(Stored data)
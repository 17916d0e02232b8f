// SPDX-FileCopyrightText: 2026 Shopkeep Contributors
// SPDX-License-Identifier: MIT OR Apache-2.0

//! Durable recovery tasks for the Shopkeep consistency engine.
//!
//! When a transaction fails definitively, a [`RecoveryTask`] records the
//! repair that still has to happen. Tasks are stored as JSON records in a
//! [`KvStore`](shopkeep_core::KvStore) and their ids travel through a FIFO
//! [`RecoveryQueue`]. [`RecoveryWorker`]s pop ids, dispatch to the
//! [`RepairHandler`] registered for the task type, and reschedule failures
//! with quadratic backoff until the task completes, fails permanently or is
//! cancelled.
//!
//! Delivery is at-least-once; handlers must be idempotent.

pub mod alert;
pub mod backoff;
pub mod handler;
pub mod queue;
pub mod repair;
pub mod repository;
pub mod service;
pub mod task;
pub mod worker;

pub use alert::{AlertSink, LogAlertSink};
pub use backoff::BackoffPolicy;
pub use handler::{HandlerRegistry, RepairHandler, is_permanent};
pub use queue::RecoveryQueue;
pub use repair::register_builtin_handlers;
pub use repository::TaskRepository;
pub use service::{RecoveryOutcome, RecoveryPlan, RecoveryService};
pub use task::{FailureDisposition, RecoveryTask, TaskStatus, TaskType};
pub use worker::{ProcessOutcome, RecoveryWorker, WorkerSettings};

→ **WHAT THIS TASK INVOLVES**
Tell how many lines of the data include the word "RepairHandler", without any other words.

→ **RESULT FOR THIS TASK**
2